§ Directions for this task
Everything in the listing below should be repeated exactly.

(Given records)

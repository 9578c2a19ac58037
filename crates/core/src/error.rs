//! Error types for the saddle-trap core.

use thiserror::Error;

/// Errors produced by surface construction and stepping.
#[derive(Debug, Error)]
pub enum SimError {
    /// The half-extent was zero, or the cell count overflowed `usize`.
    #[error("invalid dimensions: half-extent must be non-zero and the grid must fit in memory")]
    InvalidDimensions,

    /// A tuning constant was rejected by validation.
    #[error("invalid parameter '{name}': {reason}")]
    InvalidParam { name: String, reason: String },

    /// A grid coordinate fell outside `[-half_extent, half_extent)` under the strict policy.
    #[error("grid coordinate ({i}, {j}) out of range [-{half_extent}, {half_extent})")]
    OutOfRange {
        i: isize,
        j: isize,
        half_extent: usize,
    },

    /// The ball position became NaN or infinite and cannot be mapped to a cell.
    #[error("non-finite ball position (x = {x}, z = {z})")]
    NonFiniteState { x: f64, z: f64 },

    /// A bounds policy name did not match any known policy.
    #[error("unknown bounds policy: {0} (expected strict, clamp or wrap)")]
    UnknownBoundsPolicy(String),

    /// Reading a run configuration failed.
    #[error("i/o error: {0}")]
    Io(String),

    /// A run configuration could not be parsed or was inconsistent.
    #[error("invalid run configuration: {0}")]
    Config(String),
}
//! Reproducible description of a simulation run.
//!
//! A [`RunSpec`] bundles the engine parameter overrides with the driver
//! settings (frame limit, reporting interval) so a run can be saved as JSON
//! and replayed bit-for-bit.

use crate::error::SimError;
use serde::{Deserialize, Serialize};
use std::path::Path;

fn default_every() -> usize {
    1
}

/// Saved configuration for one run of the stepper.
#[derive(Debug, Clone, Serialize, Deserialize, PartialEq)]
pub struct RunSpec {
    /// Engine parameter overrides; missing keys use the engine defaults.
    #[serde(default = "empty_object")]
    pub params: serde_json::Value,
    /// Stop after this many frames even if the terminal angle is not reached.
    #[serde(default)]
    pub frames: Option<usize>,
    /// Report every `every`-th frame when printing a trajectory.
    #[serde(default = "default_every")]
    pub every: usize,
}

fn empty_object() -> serde_json::Value {
    serde_json::Value::Object(serde_json::Map::new())
}

impl Default for RunSpec {
    fn default() -> Self {
        Self {
            params: empty_object(),
            frames: None,
            every: default_every(),
        }
    }
}

impl RunSpec {
    /// Reads and validates a run configuration from a JSON file.
    pub fn load(path: &Path) -> Result<Self, SimError> {
        let text = std::fs::read_to_string(path)
            .map_err(|e| SimError::Io(format!("{}: {e}", path.display())))?;
        let spec: RunSpec =
            serde_json::from_str(&text).map_err(|e| SimError::Config(e.to_string()))?;
        spec.validate()?;
        log::debug!("loaded run spec from {}", path.display());
        Ok(spec)
    }

    /// Checks that `params` is a JSON object and `every` is non-zero.
    pub fn validate(&self) -> Result<(), SimError> {
        if !self.params.is_object() {
            return Err(SimError::Config("params must be a JSON object".into()));
        }
        if self.every == 0 {
            return Err(SimError::Config("every must be at least 1".into()));
        }
        Ok(())
    }
}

(End Given records)

§ Reply to the exercise
repository 9578c2a19ac58037
filename crates/core/src/error.rs
//! Error types for the saddle-trap core.

use thiserror::Error;

/// Errors produced by surface construction and stepping.
#[derive(Debug, Error)]
pub enum SimError {
    /// The half-extent was zero, or the cell count overflowed `usize`.
    #[error("invalid dimensions: half-extent must be non-zero and the grid must fit in memory")]
    InvalidDimensions,

    /// A tuning constant was rejected by validation.
    #[error("invalid parameter '{name}': {reason}")]
    InvalidParam { name: String, reason: String },

    /// A grid coordinate fell outside `[-half_extent, half_extent)` under the strict policy.
    #[error("grid coordinate ({i}, {j}) out of range [-{half_extent}, {half_extent})")]
    OutOfRange {
        i: isize,
        j: isize,
        half_extent: usize,
    },

    /// The ball position became NaN or infinite and cannot be mapped to a cell.
    #[error("non-finite ball position (x = {x}, z = {z})")]
    NonFiniteState { x: f64, z: f64 },

    /// A bounds policy name did not match any known policy.
    #[error("unknown bounds policy: {0} (expected strict, clamp or wrap)")]
    UnknownBoundsPolicy(String),

    /// Reading a run configuration failed.
    #[error("i/o error: {0}")]
    Io(String),

    /// A run configuration could not be parsed or was inconsistent.
    #[error("invalid run configuration: {0}")]
    Config(String),
}
//! Reproducible description of a simulation run.
//!
//! A [`RunSpec`] bundles the engine parameter overrides with the driver
//! settings (frame limit, reporting interval) so a run can be saved as JSON
//! and replayed bit-for-bit.

use crate::error::SimError;
use serde::{Deserialize, Serialize};
use std::path::Path;

fn default_every() -> usize {
    1
}

/// Saved configuration for one run of the stepper.
#[derive(Debug, Clone, Serialize, Deserialize, PartialEq)]
pub struct RunSpec {
    /// Engine parameter overrides; missing keys use the engine defaults.
    #[serde(default = "empty_object")]
    pub params: serde_json::Value,
    /// Stop after this many frames even if the terminal angle is not reached.
    #[serde(default)]
    pub frames: Option<usize>,
    /// Report every `every`-th frame when printing a trajectory.
    #[serde(default = "default_every")]
    pub every: usize,
}

fn empty_object() -> serde_json::Value {
    serde_json::Value::Object(serde_json::Map::new())
}

impl Default for RunSpec {
    fn default() -> Self {
        Self {
            params: empty_object(),
            frames: None,
            every: default_every(),
        }
    }
}

impl RunSpec {
    /// Reads and validates a run configuration from a JSON file.
    pub fn load(path: &Path) -> Result<Self, SimError> {
        let text = std::fs::read_to_string(path)
            .map_err(|e| SimError::Io(format!("{}: {e}", path.display())))?;
        let spec: RunSpec =
            serde_json::from_str(&text).map_err(|e| SimError::Config(e.to_string()))?;
        spec.validate()?;
        log::debug!("loaded run spec from {}", path.display());
        Ok(spec)
    }

    /// Checks that `params` is a JSON object and `every` is non-zero.
    pub fn validate(&self) -> Result<(), SimError> {
        if !self.params.is_object() {
            return Err(SimError::Config("params must be a JSON object".into()));
        }
        if self.every == 0 {
            return Err(SimError::Config("every must be at least 1".into()));
        }
        Ok(())
    }
}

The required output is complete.